== WHAT THE TASK ASKS ==
Each line of the records below that holds "content" should be returned.
-- Opening Marker --
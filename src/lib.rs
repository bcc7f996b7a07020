//! scholia — a scholarly knowledge-graph content backend.
//!
//! Everything in the system is a statement: typed `(subject, predicate,
//! object)` edges over four kinds of [`thing::Thing`] (resources, literals,
//! predicates, classes). Higher-level content types such as comparisons and
//! smart reviews are Resource roles expressed through class sets and
//! well-known predicates, built and maintained by composable action
//! pipelines.
//!
//! The main layers, bottom to top:
//!
//! - [`thing`] / [`statement`]: the entity model and statement edges.
//! - [`store`]: the concurrent statement store, ID allocation, filtered
//!   queries, and redb persistence.
//! - [`bundle`]: bounded breadth-first subgraph traversal.
//! - [`actions`]: the pipeline framework plus the shared step vocabulary
//!   (validators, property mutators, author lists).
//! - [`content`]: comparison and smart-review services.
//! - [`publish`] / [`doi`]: versioning, snapshots, and DOI registration.

pub mod actions;
pub mod bundle;
pub mod config;
pub mod content;
pub mod doi;
pub mod error;
pub mod publish;
pub mod statement;
pub mod store;
pub mod thing;
pub mod vocab;

pub use bundle::{fetch_bundle, Bundle, BundleConfiguration};
pub use config::ScholiaConfig;
pub use error::{ScholiaError, ScholiaResult};
pub use statement::{Statement, StatementId};
pub use store::{GraphStore, Page, PageRequest, StatementFilter};
pub use thing::{Thing, ThingId};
-- Closing Marker --
== RESULT OF THE TASK ==
//! scholia — a scholarly knowledge-graph content backend.
//! predicates, classes). Higher-level content types such as comparisons and
//! - [`content`]: comparison and smart-review services.
pub mod content;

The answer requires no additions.